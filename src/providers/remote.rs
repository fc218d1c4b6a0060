//! Chat-completion provider
//!
//! Sends one OpenAI-style chat completion per turn to the configured endpoint
//! (Perplexity by default). The user's credential travels only as the bearer
//! header of that request.

use std::time::Duration;

use async_trait::async_trait;
use reqwest::Client;
use serde::{Deserialize, Serialize};

use crate::config::Config;
use crate::conversation::Category;

use super::{Credential, ProviderError, ResponseProvider, TipRequest, APOLOGY, MISSING_CREDENTIAL};

pub const SYSTEM_PROMPT: &str = "You are a wellness assistant focused on fitness, nutrition, and mental health. Keep responses concise and practical.";

const TEMPERATURE: f32 = 0.7;
const MAX_TOKENS: u32 = 150;

#[derive(Debug, Clone, Serialize, Deserialize)]
struct ChatMessage {
    role: String,
    content: String,
}

impl ChatMessage {
    fn new(role: &str, content: impl Into<String>) -> Self {
        Self {
            role: role.to_string(),
            content: content.into(),
        }
    }
}

/// Chat completion request
#[derive(Debug, Serialize)]
struct ChatCompletionRequest {
    model: String,
    messages: Vec<ChatMessage>,
    temperature: f32,
    max_tokens: u32,
}

/// Chat completion response. The API may report an `error` with any status.
#[derive(Debug, Deserialize)]
struct ChatCompletionResponse {
    #[serde(default)]
    choices: Vec<Choice>,
    #[serde(default)]
    error: Option<ApiError>,
}

#[derive(Debug, Deserialize)]
struct Choice {
    message: ResponseMessage,
}

#[derive(Debug, Deserialize)]
struct ResponseMessage {
    #[serde(default)]
    content: Option<String>,
}

#[derive(Debug, Deserialize)]
struct ApiError {
    message: String,
}

#[derive(Debug, Clone)]
pub struct RemoteConfig {
    /// Full URL of the completions endpoint
    pub endpoint: String,
    pub model: String,
    /// `None` leaves the transport default in place
    pub timeout: Option<Duration>,
}

impl From<&Config> for RemoteConfig {
    fn from(config: &Config) -> Self {
        Self {
            endpoint: config.remote_endpoint.clone(),
            model: config.remote_model.clone(),
            timeout: config.remote_timeout_secs.map(Duration::from_secs),
        }
    }
}

pub struct RemoteProvider {
    config: RemoteConfig,
    client: Client,
}

impl RemoteProvider {
    pub fn new(config: RemoteConfig) -> Result<Self, ProviderError> {
        let mut builder = Client::builder();
        if let Some(timeout) = config.timeout {
            builder = builder.timeout(timeout);
        }
        let client = builder.build()?;

        Ok(Self { config, client })
    }

    /// Send one completion request and return the reply text
    pub async fn complete(
        &self,
        credential: &Credential,
        text: &str,
        category: Option<Category>,
    ) -> Result<String, ProviderError> {
        let request = ChatCompletionRequest {
            model: self.config.model.clone(),
            messages: vec![
                ChatMessage::new("system", SYSTEM_PROMPT),
                ChatMessage::new("user", build_prompt(text, category)),
            ],
            temperature: TEMPERATURE,
            max_tokens: MAX_TOKENS,
        };

        let response = self
            .client
            .post(&self.config.endpoint)
            .header("Authorization", format!("Bearer {}", credential.expose()))
            .header("Content-Type", "application/json")
            .json(&request)
            .send()
            .await?;

        let status = response.status();
        let body = response.text().await?;

        let completion = match serde_json::from_str::<ChatCompletionResponse>(&body) {
            Ok(completion) => completion,
            Err(e) if status.is_success() => {
                return Err(ProviderError::InvalidResponse(format!(
                    "Failed to parse response: {}",
                    e
                )));
            }
            Err(_) => {
                return Err(ProviderError::InvalidResponse(format!("HTTP {}: {}", status, body)));
            }
        };

        if let Some(error) = completion.error {
            return Err(ProviderError::Api(error.message));
        }

        if !status.is_success() {
            return Err(ProviderError::InvalidResponse(format!("HTTP {}", status)));
        }

        completion
            .choices
            .into_iter()
            .next()
            .and_then(|choice| choice.message.content)
            .filter(|content| !content.trim().is_empty())
            .ok_or_else(|| ProviderError::InvalidResponse("No content in response".to_string()))
    }
}

#[async_trait]
impl ResponseProvider for RemoteProvider {
    fn name(&self) -> &'static str {
        "remote"
    }

    fn wants_credential(&self) -> bool {
        true
    }

    async fn respond(&self, request: &TipRequest) -> String {
        let Some(credential) = &request.credential else {
            return MISSING_CREDENTIAL.to_string();
        };

        match self.complete(credential, &request.text, request.category).await {
            Ok(content) => content,
            Err(e) => {
                tracing::error!("Completion request failed: {}", e);
                APOLOGY.to_string()
            }
        }
    }
}

/// The user prompt sent alongside the system instruction
pub fn build_prompt(text: &str, category: Option<Category>) -> String {
    match category {
        Some(category) => format!(
            "As a wellness assistant, provide a helpful tip about {} in response to: {}",
            category, text
        ),
        None => format!(
            "As a wellness assistant, provide a helpful response to: {}",
            text
        ),
    }
}

#[cfg(test)]
mod tests {
    use super::*;
    use axum::http::StatusCode;
    use serde_json::json;

    use crate::providers::testing::{unreachable_endpoint, CompletionServer};

    fn request(credential: Option<&str>) -> TipRequest {
        TipRequest {
            text: "I need a workout plan".into(),
            category: Some(Category::Fitness),
            credential: credential.and_then(Credential::new),
        }
    }

    #[test]
    fn test_build_prompt() {
        assert_eq!(
            build_prompt("help me sleep", Some(Category::Mental)),
            "As a wellness assistant, provide a helpful tip about mental in response to: help me sleep"
        );
        assert_eq!(
            build_prompt("hello", None),
            "As a wellness assistant, provide a helpful response to: hello"
        );
    }

    #[tokio::test]
    async fn test_missing_credential_skips_network() {
        let server = CompletionServer::reply_content("unused").await;
        let provider = RemoteProvider::new(server.remote_config()).unwrap();

        assert_eq!(provider.respond(&request(None)).await, MISSING_CREDENTIAL);
        assert_eq!(server.request_count(), 0);
    }

    #[tokio::test]
    async fn test_success_sends_expected_request() {
        let server = CompletionServer::reply_content("  Do 3 sets of squats.  ").await;
        let provider = RemoteProvider::new(server.remote_config()).unwrap();

        let reply = provider.respond(&request(Some("pplx-123"))).await;
        assert_eq!(reply, "  Do 3 sets of squats.  ");

        let seen = server.requests();
        assert_eq!(seen.len(), 1);
        assert_eq!(seen[0].authorization.as_deref(), Some("Bearer pplx-123"));

        let body = &seen[0].body;
        assert_eq!(body["model"], "test-model");
        assert_eq!(body["max_tokens"], 150);
        assert!((body["temperature"].as_f64().unwrap() - 0.7).abs() < 1e-6);
        assert_eq!(body["messages"][0]["role"], "system");
        assert_eq!(body["messages"][0]["content"], SYSTEM_PROMPT);
        assert_eq!(body["messages"][1]["role"], "user");
        assert_eq!(
            body["messages"][1]["content"],
            "As a wellness assistant, provide a helpful tip about fitness in response to: I need a workout plan"
        );
    }

    #[tokio::test]
    async fn test_api_error_payload_falls_back() {
        let server = CompletionServer::start(
            StatusCode::UNAUTHORIZED,
            json!({ "error": { "message": "Invalid API key" } }).to_string(),
        )
        .await;
        let provider = RemoteProvider::new(server.remote_config()).unwrap();

        let err = provider
            .complete(&Credential::new("bad").unwrap(), "hi", None)
            .await
            .unwrap_err();
        assert!(matches!(err, ProviderError::Api(ref m) if m == "Invalid API key"));

        assert_eq!(provider.respond(&request(Some("bad"))).await, APOLOGY);
    }

    #[tokio::test]
    async fn test_error_payload_with_ok_status_falls_back() {
        let server = CompletionServer::start(
            StatusCode::OK,
            json!({ "error": { "message": "quota exceeded" } }).to_string(),
        )
        .await;
        let provider = RemoteProvider::new(server.remote_config()).unwrap();

        assert_eq!(provider.respond(&request(Some("key"))).await, APOLOGY);
    }

    #[tokio::test]
    async fn test_malformed_payload_falls_back() {
        let server = CompletionServer::start(StatusCode::OK, "not json".to_string()).await;
        let provider = RemoteProvider::new(server.remote_config()).unwrap();
        assert_eq!(provider.respond(&request(Some("key"))).await, APOLOGY);

        let server = CompletionServer::start(StatusCode::OK, json!({ "choices": [] }).to_string()).await;
        let provider = RemoteProvider::new(server.remote_config()).unwrap();
        assert_eq!(provider.respond(&request(Some("key"))).await, APOLOGY);

        let server = CompletionServer::reply_content(" \n ").await;
        let provider = RemoteProvider::new(server.remote_config()).unwrap();
        assert_eq!(provider.respond(&request(Some("key"))).await, APOLOGY);
    }

    #[tokio::test]
    async fn test_server_error_status_falls_back() {
        let server =
            CompletionServer::start(StatusCode::BAD_GATEWAY, "<html>bad gateway</html>".to_string()).await;
        let provider = RemoteProvider::new(server.remote_config()).unwrap();
        assert_eq!(provider.respond(&request(Some("key"))).await, APOLOGY);
    }

    #[tokio::test]
    async fn test_transport_failure_falls_back() {
        let provider = RemoteProvider::new(RemoteConfig {
            endpoint: unreachable_endpoint().await,
            model: "test-model".into(),
            timeout: Some(Duration::from_secs(5)),
        })
        .unwrap();

        assert_eq!(provider.respond(&request(Some("key"))).await, APOLOGY);
    }
}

_____

Work out the count of lines in the data above containing the string "messages". Give it alone.

**Answer for the task:** 6